В. Н. Наумов: За счет твоей картины – 100 тысяч возьми на свой баланс – и все!..
И. В. Таланкин: Может из этого получиться нечто интересное, свежее, неожиданное? Я верю, что это может быть. А запись сценарная настолько зашифрована, что говорить о намерениях режиссерских я не могу.
М. М. Хуциев: Я никак не могу понять, что это за форма киносценария. Может быть, из этого она и возникает, т. е. когда вынуты все подробности – это и есть киносценарий?
Д. К. Орлов: Модуляция киносценария. Основные компоненты киносценария здесь присутствуют.
И. М. Слабневич: На мой взгляд, мы здесь обходим одну важную вещь – контакт в работе режиссера и оператора. Если проанализировать работу режиссера и оператора, то можно прийти к заключению, а у меня, в частности, такое ощущение создалось, что при совместном создании материала, который мы видели, у режиссера и оператора не было единой точки зрения на создание целых кусков, сцен и эпизодов.

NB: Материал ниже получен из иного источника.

// wellmatrix - core/mod.rs
//
// Core business logic layer.
// Must NOT depend on: platform or app.

pub mod discovery;
pub mod export;
pub mod grouping;
pub mod matrix;
pub mod model;
pub mod parser;
pub mod postprocess;
pub mod selector;
pub mod stats;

Что мы увидели на экране? Мы видим на экране сцены, погруженные в сумеречное освещение, в котором не очень резко очерчены предметы и не очень видны детали. Это значит, что оператор ставил перед собой задачу погрузить все в такую среду, чтобы актер был в состоянии фантазировать, что-то додумывать.
А что, как мне кажется, хотел режиссер? Режиссер хочет, чтобы не было этой среды, этой мути, чтобы среда не отвлекала.
Я читал ваше интервью, в котором было сказано, что вы, как режиссер, не хотите, чтобы среда действовала на зрителя, так как она будет способствовать зрительской фантазии, и отвлечет от главной темы. Это главная причина вашего неудовлетворения материалом, который, по вашему мнению, не может быть использован в картине. А вы сейчас ставите вопрос, что это объясняется техническим несовершенством аппаратуры и низким качеством пленки.
Для того, чтобы создать сумерки в такой плотности, нужен негатив. Или эта зеленая тональность – я думал, что ваш замысел был такой, снимать без конденсационного фильтра.
В общем, у меня возникло ощущение, которое все время подтверждалось, что у вас вначале между режиссером и оператором не было общей точки зрения на ту среду, которая должна окружать действие.
Я не буду продолжать разговор относительно материала, не считаю его интересным.
Л. Н. Нехорошев: Ваше мнение?
И. М. Слабневич: По-моему, не было единой точки зрения на решение сцен.
С. И. Самсонов: Когда я читал сценарий, то меня преследовала одна мысль – хотелось разгадать тайну Тарковского, что лежит в основе того, что он написал. Еще я думал о том, что следовало бы посмотреть материал.